Socratic Practice

James Rehm’s review of Michael Strong’s book on Socratic practice makes me want to be a teacher.

“Socratic questioning,” writes Strong, “is an endlessly sophisticated art. It is the engine that drives Western thought forward. Socratic questioning is not a technique, it is an approach to conceptual understanding which contains within it an intrinsic craving for conceptual refinement at every level of understanding.” (p. 149).

…A good argument can be made, he says, that introductory science courses would teach more if they offered students an immersion in scientific method and thinking rather than flooding them with a sea of information. In the same way, Strong – who likes math and is good at it – believes that Socratic practice should be a prerequisite for all math education. Why? Socratic practice, whether it traffics in discussions of trust, love and betrayal or other ideas equally remote from square roots and tangents, improves students’ facility with abstract concepts, and abstract concepts are the basis of mathematics, which is at root a way of thinking rather than a body of knowledge.

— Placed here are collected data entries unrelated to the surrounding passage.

//! Data models for harvested articles and ledger rows.
//!
//! This module defines the core data structures used throughout the application:
//! - [`ArticleRecord`]: A newly discovered article, ready to be appended
//! - [`LedgerRow`]: A row as it sits on disk, read back verbatim
//! - [`LedgerEntry`]: One ledger record, parsed or kept as raw text
//! - [`Candidate`]: An item pulled from a listing page before filtering
//! - [`DoneFlag`]: The per-row notification marker

use chrono::{DateTime, Utc};

use crate::dates::format_utc;

/// Column names of the ledger file, in order.
pub const LEDGER_HEADER: [&str; 5] = ["date", "source", "url", "title", "done"];

/// Marker written to the `done` column once a row has been relayed.
pub const DONE_MARK: &str = "+";

/// Whether a ledger row has been relayed by the notifier.
#[derive(Debug, Clone, Copy, Default, PartialEq, Eq)]
pub enum DoneFlag {
    /// Not yet relayed (`''` on disk).
    #[default]
    Pending,
    /// Relayed successfully (`'+'` on disk).
    Notified,
}

impl DoneFlag {
    /// Interpret a raw `done` column value. Surrounding whitespace is ignored.
    pub fn from_field(value: &str) -> Self {
        if value.trim() == DONE_MARK {
            DoneFlag::Notified
        } else {
            DoneFlag::Pending
        }
    }

    /// The on-disk representation.
    pub fn as_str(&self) -> &'static str {
        match self {
            DoneFlag::Pending => "",
            DoneFlag::Notified => DONE_MARK,
        }
    }
}

/// A newly discovered article.
///
/// The date is always an aware UTC timestamp; it only becomes text when the
/// record is turned into a [`LedgerRow`].
#[derive(Debug, Clone, PartialEq, Eq)]
pub struct ArticleRecord {
    /// Publication time, normalized to UTC.
    pub date: DateTime<Utc>,
    /// Identifier of the origin site or feed, e.g. `asic.gov.au`.
    pub source: String,
    /// Absolute article URL; unique within a source.
    pub url: String,
    /// Human-readable headline.
    pub title: String,
    /// Notification state.
    pub done: DoneFlag,
}

impl ArticleRecord {
    pub fn new(
        date: DateTime<Utc>,
        source: impl Into<String>,
        url: impl Into<String>,
        title: impl Into<String>,
    ) -> Self {
        Self {
            date,
            source: source.into(),
            url: url.into(),
            title: title.into(),
            done: DoneFlag::Pending,
        }
    }

    /// Render the record the way it is written to the ledger.
    pub fn to_row(&self) -> LedgerRow {
        LedgerRow {
            date: format_utc(&self.date),
            source: self.source.clone(),
            url: self.url.clone(),
            title: self.title.clone(),
            done: self.done.as_str().to_string(),
        }
    }
}

/// A ledger row exactly as stored.
///
/// Fields stay as text so rows that were edited by hand survive a notifier
/// rewrite unchanged.
#[derive(Debug, Clone, PartialEq, Eq)]
pub struct LedgerRow {
    pub date: String,
    pub source: String,
    pub url: String,
    pub title: String,
    pub done: String,
}

impl LedgerRow {
    /// Build a row from a CSV record. Returns `None` when the column count is wrong.
    pub fn from_record(record: &csv::StringRecord) -> Option<Self> {
        if record.len() != LEDGER_HEADER.len() {
            return None;
        }
        Some(Self {
            date: record[0].to_string(),
            source: record[1].to_string(),
            url: record[2].to_string(),
            title: record[3].to_string(),
            done: record[4].to_string(),
        })
    }

    pub fn as_record(&self) -> [&str; 5] {
        [&self.date, &self.source, &self.url, &self.title, &self.done]
    }

    pub fn done_flag(&self) -> DoneFlag {
        DoneFlag::from_field(&self.done)
    }

    pub fn mark_done(&mut self) {
        self.done = DONE_MARK.to_string();
    }
}

/// One record of the ledger, in file order.
///
/// Records with the wrong number of columns (an unquoted comma in a title
/// written by an older script, say) cannot be interpreted, but they are still
/// part of the ledger and are written back unchanged.
#[derive(Debug, Clone, PartialEq, Eq)]
pub enum LedgerEntry {
    Row(LedgerRow),
    /// The record's original text, without its line terminator.
    Unparsed(String),
}

impl LedgerEntry {
    pub fn row(&self) -> Option<&LedgerRow> {
        match self {
            LedgerEntry::Row(row) => Some(row),
            LedgerEntry::Unparsed(_) => None,
        }
    }

    pub fn into_row(self) -> Option<LedgerRow> {
        match self {
            LedgerEntry::Row(row) => Some(row),
            LedgerEntry::Unparsed(_) => None,
        }
    }

    /// Flag a parsed row as notified. Unparsed records are left alone.
    pub fn mark_done(&mut self) {
        if let LedgerEntry::Row(row) = self {
            row.mark_done();
        }
    }
}

impl From<LedgerRow> for LedgerEntry {
    fn from(row: LedgerRow) -> Self {
        LedgerEntry::Row(row)
    }
}

/// An item extracted from a listing page, feed or API response.
///
/// Everything except the URL is optional at this stage; the harvester decides
/// what to drop.
#[derive(Debug, Clone, Default, PartialEq, Eq)]
pub struct Candidate {
    /// Absolute article URL.
    pub url: String,
    /// Headline, if the listing carries one.
    pub title: Option<String>,
    /// Raw date text in whatever format the source uses.
    pub date_text: Option<String>,
    /// Summary or article text, used only for keyword matching.
    pub body: Option<String>,
}

impl Candidate {
    pub fn new(url: impl Into<String>) -> Self {
        Self {
            url: url.into(),
            ..Self::default()
        }
    }

    pub fn with_title(mut self, title: impl Into<String>) -> Self {
        self.title = Some(title.into());
        self
    }

    pub fn with_date(mut self, date_text: impl Into<String>) -> Self {
        self.date_text = Some(date_text.into());
        self
    }

    /// Title and body joined, for keyword matching.
    pub fn searchable_text(&self) -> String {
        let title = self.title.as_deref().unwrap_or_default();
        match self.body.as_deref() {
            Some(body) if !body.is_empty() => format!("{title} {body}"),
            _ => title.to_string(),
        }
    }
}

In reading the whole of this review, I notice that I have some deep inner valuing of teaching and learning. They are self-inviting, self-satisfying, self-sustaining. The more I teach or learn, the more I want to teach and learn. And in Socratic practice these two seem to run together, as the flow of Awareness. Why stop with the humanities, math, and science? Why not paint all of our work with this care?

Strong’s book, The Habit of Thought: From Socratic Seminars to Socratic Practice is available at New View Publications.